As soon as Cody Cozzolino started singing in front of people, things started going right.

First, though, some things had to go wrong.

Before his senior football season began at Colorado State University Pueblo, Cozzolino dislocated his ankle during practice. The injury meant he wouldn’t get to finish his football career. A couple of months later, he was crushed in another way: His relationship of three years ended.

“I was at a pretty low point in my life,” Cozzolino, 23, said. “I was just sitting around doing nothing looking for what to do next.”

He prayed every day for some way to climb out of the funk.

He turned to music, a lifelong hobby he kept hidden from most people in his life. One day, he got the guts to take a video of him singing. He posted it on Facebook.

That post led to Cozzolino getting his first gig. In June 2020, he nervously played at Giodone’s, an Italian restaurant in Pueblo.

Unlike the common story of musicians having to spend years slogging in search of a big break, Cozzolino didn’t have to wait that long for signs he was on the right path.

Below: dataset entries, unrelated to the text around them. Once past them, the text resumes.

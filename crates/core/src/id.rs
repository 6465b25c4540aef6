//! Resource identifiers
//!
//! Identifiers are 12 bytes rendered as 24 lowercase hex characters:
//! a 4-byte big-endian Unix timestamp, 5 bytes of per-process randomness and
//! a 3-byte counter. No central sequence is involved; uniqueness comes from
//! the size of the identifier space.

use std::fmt;
use std::str::FromStr;
use std::sync::OnceLock;
use std::sync::atomic::{AtomicU32, Ordering};

use serde::{Deserialize, Deserializer, Serialize, Serializer};

use crate::error::ResourceError;

/// Length of the hex form of an [`ObjectId`].
pub const OBJECT_ID_HEX_LEN: usize = 24;

/// A 12-byte resource identifier.
#[derive(Debug, Clone, Copy, PartialEq, Eq, Hash, PartialOrd, Ord)]
pub struct ObjectId([u8; 12]);

struct ProcessSeed {
    random: [u8; 5],
    counter: AtomicU32,
}

fn seed() -> &'static ProcessSeed {
    static SEED: OnceLock<ProcessSeed> = OnceLock::new();
    SEED.get_or_init(|| {
        let bytes = *uuid::Uuid::new_v4().as_bytes();
        let mut random = [0u8; 5];
        random.copy_from_slice(&bytes[..5]);
        let start = u32::from_be_bytes([0, bytes[5], bytes[6], bytes[7]]);
        ProcessSeed {
            random,
            counter: AtomicU32::new(start),
        }
    })
}

impl ObjectId {
    /// Mint a fresh identifier.
    pub fn new() -> Self {
        let seed = seed();
        let secs = chrono::Utc::now().timestamp() as u32;
        let count = seed.counter.fetch_add(1, Ordering::Relaxed) & 0x00ff_ffff;

        let mut bytes = [0u8; 12];
        bytes[..4].copy_from_slice(&secs.to_be_bytes());
        bytes[4..9].copy_from_slice(&seed.random);
        bytes[9..].copy_from_slice(&count.to_be_bytes()[1..]);
        Self(bytes)
    }

    /// Parse a 24-character hex string (either case).
    pub fn parse(s: &str) -> Result<Self, ResourceError> {
        if s.len() != OBJECT_ID_HEX_LEN {
            return Err(ResourceError::InvalidIdentifier(s.to_string()));
        }

        let mut bytes = [0u8; 12];
        hex::decode_to_slice(s, &mut bytes)
            .map_err(|_| ResourceError::InvalidIdentifier(s.to_string()))?;
        Ok(Self(bytes))
    }

    /// Check whether `s` is a well-formed identifier without allocating.
    pub fn is_valid(s: &str) -> bool {
        s.len() == OBJECT_ID_HEX_LEN && s.bytes().all(|b| b.is_ascii_hexdigit())
    }

    /// Seconds since the Unix epoch embedded in the identifier.
    pub fn timestamp(&self) -> u32 {
        u32::from_be_bytes([self.0[0], self.0[1], self.0[2], self.0[3]])
    }

    /// Lowercase hex form.
    pub fn to_hex(&self) -> String {
        hex::encode(self.0)
    }
}

impl Default for ObjectId {
    fn default() -> Self {
        Self::new()
    }
}

impl fmt::Display for ObjectId {
    fn fmt(&self, f: &mut fmt::Formatter<'_>) -> fmt::Result {
        f.write_str(&self.to_hex())
    }
}

impl FromStr for ObjectId {
    type Err = ResourceError;

    fn from_str(s: &str) -> Result<Self, Self::Err> {
        Self::parse(s)
    }
}

impl Serialize for ObjectId {
    fn serialize<S: Serializer>(&self, serializer: S) -> Result<S::Ok, S::Error> {
        serializer.collect_str(self)
    }
}

impl<'de> Deserialize<'de> for ObjectId {
    fn deserialize<D: Deserializer<'de>>(deserializer: D) -> Result<Self, D::Error> {
        let s = String::deserialize(deserializer)?;
        Self::parse(&s).map_err(serde::de::Error::custom)
    }
}
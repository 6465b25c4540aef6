//! Request-scoped context shared between handlers and outer middleware
//!
//! A fresh [`RequestContext`] is placed in the request extensions for every
//! inbound request. Handlers publish which resource, action and entity they
//! handled; outer layers such as the audit log read it once the handler has
//! returned. The values are cleared as soon as the response is produced.

use std::collections::HashMap;
use std::fmt;
use std::sync::{Arc, Mutex, MutexGuard};

use axum::{extract::Request, middleware::Next, response::Response};
use serde_json::Value as JsonValue;

/// Key holding the resource type name.
pub const RESOURCE_KEY: &str = "Resource";
/// Key holding the action verb.
pub const ACTION_KEY: &str = "Action";

/// Verb a resource handler performed
#[derive(Debug, Clone, Copy, PartialEq, Eq)]
pub enum Action {
    Search,
    Read,
    Create,
    Update,
    Delete,
}

impl Action {
    pub fn as_str(&self) -> &'static str {
        match self {
            Action::Search => "search",
            Action::Read => "read",
            Action::Create => "create",
            Action::Update => "update",
            Action::Delete => "delete",
        }
    }
}

impl fmt::Display for Action {
    fn fmt(&self, f: &mut fmt::Formatter<'_>) -> fmt::Result {
        f.write_str(self.as_str())
    }
}

/// Key/value side channel scoped to a single request
#[derive(Clone, Default)]
pub struct RequestContext {
    values: Arc<Mutex<HashMap<String, JsonValue>>>,
}

impl RequestContext {
    fn values(&self) -> MutexGuard<'_, HashMap<String, JsonValue>> {
        self.values.lock().unwrap_or_else(|e| e.into_inner())
    }

    pub fn set(&self, key: impl Into<String>, value: JsonValue) {
        self.values().insert(key.into(), value);
    }

    pub fn get(&self, key: &str) -> Option<JsonValue> {
        self.values().get(key).cloned()
    }

    /// Publish the resource type, action and subject a handler processed.
    ///
    /// The subject is stored under the resource type name.
    pub fn record(&self, resource_type: &str, action: Action, subject: JsonValue) {
        let mut values = self.values();
        values.insert(resource_type.to_string(), subject);
        values.insert(
            RESOURCE_KEY.to_string(),
            JsonValue::String(resource_type.to_string()),
        );
        values.insert(
            ACTION_KEY.to_string(),
            JsonValue::String(action.as_str().to_string()),
        );
    }

    pub fn resource(&self) -> Option<String> {
        self.get_str(RESOURCE_KEY)
    }

    pub fn action(&self) -> Option<String> {
        self.get_str(ACTION_KEY)
    }

    /// The entity recorded for the current resource type, if any.
    pub fn subject(&self) -> Option<JsonValue> {
        let resource = self.resource()?;
        self.get(&resource)
    }

    pub fn clear(&self) {
        self.values().clear();
    }

    pub fn is_empty(&self) -> bool {
        self.values().is_empty()
    }

    fn get_str(&self, key: &str) -> Option<String> {
        match self.values().get(key) {
            Some(JsonValue::String(s)) => Some(s.clone()),
            _ => None,
        }
    }
}

impl fmt::Debug for RequestContext {
    fn fmt(&self, f: &mut fmt::Formatter<'_>) -> fmt::Result {
        f.debug_struct("RequestContext")
            .field("resource", &self.resource())
            .field("action", &self.action())
            .finish()
    }
}

/// Install a fresh context for the request and clear it once handled
pub async fn request_context_middleware(mut request: Request, next: Next) -> Response {
    let context = RequestContext::default();
    request.extensions_mut().insert(context.clone());

    let response = next.run(request).await;

    context.clear();
    response
}
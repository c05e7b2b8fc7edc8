use axum::{
    extract::{Path, Query, State},
    http::StatusCode,
    response::IntoResponse,
    Json,
};
use tower_sessions::Session;

use crate::{
    model::{
        api::{ErrorDto, PageDto, PageQuery},
        chef::{ChefDto, ChefInputDto, PublicChefDto},
        farmer::{ActiveFilterQuery, PayoutAccountDto},
    },
    server::{
        error::AppError,
        middleware::auth::{AuthGuard, Permission},
        model::{
            chef::{Chef, ChefParams},
            farmer::PayoutAccountParams,
        },
        service::chef::ChefService,
        state::AppState,
        util::extract::{ValidatedJson, ValidatedQuery},
    },
};

/// Tag for grouping chef endpoints in OpenAPI documentation
pub static CHEF_TAG: &str = "chef";

/// Create a chef profile.
///
/// # Access Control
/// - `Admin` - Only admins can create chefs
#[utoipa::path(
    post,
    path = "/api/admin/chefs",
    tag = CHEF_TAG,
    request_body = ChefInputDto,
    responses(
        (status = 201, description = "Chef created", body = ChefDto),
        (status = 400, description = "Invalid chef data", body = ErrorDto),
        (status = 401, description = "Not signed in", body = ErrorDto),
        (status = 403, description = "Not an admin", body = ErrorDto),
        (status = 500, description = "Internal server error", body = ErrorDto)
    ),
)]
pub async fn create_chef(
    State(state): State<AppState>,
    session: Session,
    ValidatedJson(payload): ValidatedJson<ChefInputDto>,
) -> Result<impl IntoResponse, AppError> {
    let _ = AuthGuard::new(&state.db, &session)
        .require(&[Permission::Admin])
        .await?;

    let chef = ChefService::new(&state.db)
        .create(ChefParams::from_dto(payload))
        .await?;

    Ok((StatusCode::CREATED, Json(chef.into_dto())))
}

#[utoipa::path(
    get,
    path = "/api/admin/chefs",
    tag = CHEF_TAG,
    params(PageQuery, ActiveFilterQuery),
    responses(
        (status = 200, description = "Paginated chefs", body = PageDto<ChefDto>),
        (status = 400, description = "Invalid pagination", body = ErrorDto),
        (status = 401, description = "Not signed in", body = ErrorDto),
        (status = 403, description = "Not an admin", body = ErrorDto),
        (status = 500, description = "Internal server error", body = ErrorDto)
    ),
)]
pub async fn list_chefs(
    State(state): State<AppState>,
    session: Session,
    ValidatedQuery(page): ValidatedQuery<PageQuery>,
    Query(filter): Query<ActiveFilterQuery>,
) -> Result<impl IntoResponse, AppError> {
    let _ = AuthGuard::new(&state.db, &session)
        .require(&[Permission::Admin])
        .await?;

    let chefs = ChefService::new(&state.db)
        .list(filter.active, page.page, page.entries)
        .await?;

    Ok((StatusCode::OK, Json(chefs.into_dto(Chef::into_dto))))
}

#[utoipa::path(
    get,
    path = "/api/admin/chefs/{id}",
    tag = CHEF_TAG,
    params(("id" = i32, Path, description = "Chef ID")),
    responses(
        (status = 200, description = "Chef", body = ChefDto),
        (status = 401, description = "Not signed in", body = ErrorDto),
        (status = 403, description = "Not an admin", body = ErrorDto),
        (status = 404, description = "Chef not found", body = ErrorDto),
        (status = 500, description = "Internal server error", body = ErrorDto)
    ),
)]
pub async fn get_chef(
    State(state): State<AppState>,
    session: Session,
    Path(id): Path<i32>,
) -> Result<impl IntoResponse, AppError> {
    let _ = AuthGuard::new(&state.db, &session)
        .require(&[Permission::Admin])
        .await?;

    let chef = ChefService::new(&state.db).get(id).await?;

    Ok((StatusCode::OK, Json(chef.into_dto())))
}

#[utoipa::path(
    put,
    path = "/api/admin/chefs/{id}",
    tag = CHEF_TAG,
    params(("id" = i32, Path, description = "Chef ID")),
    request_body = ChefInputDto,
    responses(
        (status = 200, description = "Chef updated", body = ChefDto),
        (status = 400, description = "Invalid chef data", body = ErrorDto),
        (status = 401, description = "Not signed in", body = ErrorDto),
        (status = 403, description = "Not an admin", body = ErrorDto),
        (status = 404, description = "Chef not found", body = ErrorDto),
        (status = 500, description = "Internal server error", body = ErrorDto)
    ),
)]
pub async fn update_chef(
    State(state): State<AppState>,
    session: Session,
    Path(id): Path<i32>,
    ValidatedJson(payload): ValidatedJson<ChefInputDto>,
) -> Result<impl IntoResponse, AppError> {
    let _ = AuthGuard::new(&state.db, &session)
        .require(&[Permission::Admin])
        .await?;

    let chef = ChefService::new(&state.db)
        .update(id, ChefParams::from_dto(payload))
        .await?;

    Ok((StatusCode::OK, Json(chef.into_dto())))
}

/// Set the account a chef's payouts are sent to.
#[utoipa::path(
    put,
    path = "/api/admin/chefs/{id}/payout-account",
    tag = CHEF_TAG,
    params(("id" = i32, Path, description = "Chef ID")),
    request_body = PayoutAccountDto,
    responses(
        (status = 200, description = "Payout account updated", body = ChefDto),
        (status = 400, description = "Invalid account data", body = ErrorDto),
        (status = 401, description = "Not signed in", body = ErrorDto),
        (status = 403, description = "Not an admin", body = ErrorDto),
        (status = 404, description = "Chef not found", body = ErrorDto),
        (status = 500, description = "Internal server error", body = ErrorDto)
    ),
)]
pub async fn set_chef_payout_account(
    State(state): State<AppState>,
    session: Session,
    Path(id): Path<i32>,
    ValidatedJson(payload): ValidatedJson<PayoutAccountDto>,
) -> Result<impl IntoResponse, AppError> {
    let _ = AuthGuard::new(&state.db, &session)
        .require(&[Permission::Admin])
        .await?;

    let chef = ChefService::new(&state.db)
        .set_payout_account(id, PayoutAccountParams::from_dto(payload))
        .await?;

    Ok((StatusCode::OK, Json(chef.into_dto())))
}

/// Get the signed-in chef's own profile.
#[utoipa::path(
    get,
    path = "/api/chef/me",
    tag = CHEF_TAG,
    responses(
        (status = 200, description = "Own chef profile", body = ChefDto),
        (status = 401, description = "Not signed in", body = ErrorDto),
        (status = 403, description = "Not a chef", body = ErrorDto),
        (status = 404, description = "No chef profile for this account", body = ErrorDto),
        (status = 500, description = "Internal server error", body = ErrorDto)
    ),
)]
pub async fn get_my_chef_profile(
    State(state): State<AppState>,
    session: Session,
) -> Result<impl IntoResponse, AppError> {
    let user = AuthGuard::new(&state.db, &session)
        .require(&[Permission::Chef])
        .await?;

    let chef = ChefService::new(&state.db).get_for_user(user.id).await?;

    Ok((StatusCode::OK, Json(chef.into_dto())))
}

/// Public directory of active chefs.
#[utoipa::path(
    get,
    path = "/api/chefs",
    tag = CHEF_TAG,
    responses(
        (status = 200, description = "Active chefs", body = Vec<PublicChefDto>),
        (status = 500, description = "Internal server error", body = ErrorDto)
    ),
)]
pub async fn chef_directory(State(state): State<AppState>) -> Result<impl IntoResponse, AppError> {
    let chefs = ChefService::new(&state.db).get_directory().await?;

    Ok((
        StatusCode::OK,
        Json(chefs.into_iter().map(Chef::into_public_dto).collect::<Vec<_>>()),
    ))
}
use thiserror::Error;

/// Internal issues with the codebase indicating unexpected behavior & possible bugs
#[derive(Error, Debug)]
pub enum InternalError {
    /// Assignment row has no provider ID for its kind.
    ///
    /// Every assignment must carry `chef_id` for chef assignments and `farmer_id` for
    /// farmer assignments. Results in a 500 Internal Server Error with a generic
    /// message returned to client.
    #[error("Assignment {assignment_id} has no provider ID for its kind")]
    AssignmentProviderMissing {
        /// The malformed assignment
        assignment_id: i32,
    },

    /// Record disappeared between writing it and reading it back.
    #[error("{entity} {id} missing after write")]
    MissingAfterWrite {
        /// Entity name
        entity: &'static str,
        /// Record ID
        id: i32,
    },
}
use super::*;

/// Tests that `published_at` is kept across unpublish and republish.
///
/// Expected: Ok with the original publish date after republishing
#[tokio::test]
async fn keeps_first_published_at() -> Result<(), DbErr> {
    let test = TestBuilder::new().with_all_tables().build().await.unwrap();
    let db = test.db.as_ref().unwrap();

    let repo = StoryRepository::new(db);
    let story = repo
        .create(params("Harvest", false), "harvest".to_string(), None)
        .await?;
    assert!(story.published_at.is_none());

    let published = repo.update(story.id, params("Harvest", true)).await?.unwrap();
    let first_published_at = published.published_at;
    assert!(first_published_at.is_some());

    repo.update(story.id, params("Harvest", false)).await?;
    let republished = repo.update(story.id, params("Harvest", true)).await?.unwrap();

    assert_eq!(republished.published_at, first_published_at);

    Ok(())
}

/// Tests that a title change leaves the slug unchanged.
///
/// Expected: Ok with the original slug
#[tokio::test]
async fn title_change_keeps_slug() -> Result<(), DbErr> {
    let test = TestBuilder::new().with_all_tables().build().await.unwrap();
    let db = test.db.as_ref().unwrap();

    let repo = StoryRepository::new(db);
    let story = repo
        .create(params("Harvest", false), "harvest".to_string(), None)
        .await?;

    let updated = repo
        .update(story.id, params("Harvest Festival", false))
        .await?
        .unwrap();

    assert_eq!(updated.title, "Harvest Festival");
    assert_eq!(updated.slug, "harvest");

    Ok(())
}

He got another gig at The Gutterhouse, a new music venue and entertainment spot in Pueblo West. The newbie started playing multiple shows per week anywhere he could.

Then came another sign. The Gutterhouse folks invited him back to open for Craig Campbell, the country singer behind hits such as “Keep Them Kisses Comin’.” Cozzolino has since opened for other big-name artists like Josh Turner and Jon Pardi, while he and Campbell struck up an unlikely friendship.

“He’s kind of taken me under his wings,” Cozzolino said. “For someone like that to believe in you, it means a lot.”

Over a long phone call, Cozzolino asked all kinds of questions about how Campbell got his start and how to be a better performer.

“I just started following his advice to a T,” Cozzolino said.

There were straightforward suggestions, like buying a new guitar and playing more upbeat songs. Campbell also passed on some more heartfelt wisdom for the stage.

“He told me to keep my eyes open and really engage with the crowd,” Cozzolino said. “He said, ‘Your eyes are the gateway to the soul.’”

With help from his new connections, Cozzolino signed a publishing deal and will be moving to Nashville soon. He’s moving there with his best friend, Mitch Carter, a fellow CSU Pueblo football alum and rising musician.

Cozzolino has gotten a glimpse into the excitement of Music City during recent trips to record music. During one memorable day in the studio, the members of Rascal Flatts walked in.

He’ll have to get used to that kind of thing.

“It’s been the craziest situation,” Cozzolino said. “It just seems everything changed really fast.”

About 18 months ago, he planned to use his construction management degree and join his father’s business. He didn’t think much of this music thing.

Now he dreams about playing bigger stages.

When Cozzolino attended the recent Luke Combs concert at The Broadmoor World Arena, he looked around and thought, “This doesn’t seem too far away for me.”

It might sound like a lofty goal, but Cozzolino has come so far.

“I just feel like if I’m going to do this,” he said. “Then why not reach for the stars?”

First, Cozzolino will release his debut single, “On My Way” in early 2022 and go on tour. “You never know what could happen,” he said. “If I become a big star or something, I’ll be able to say I’m rooted in Pueblo, Colorado. That will be awesome.”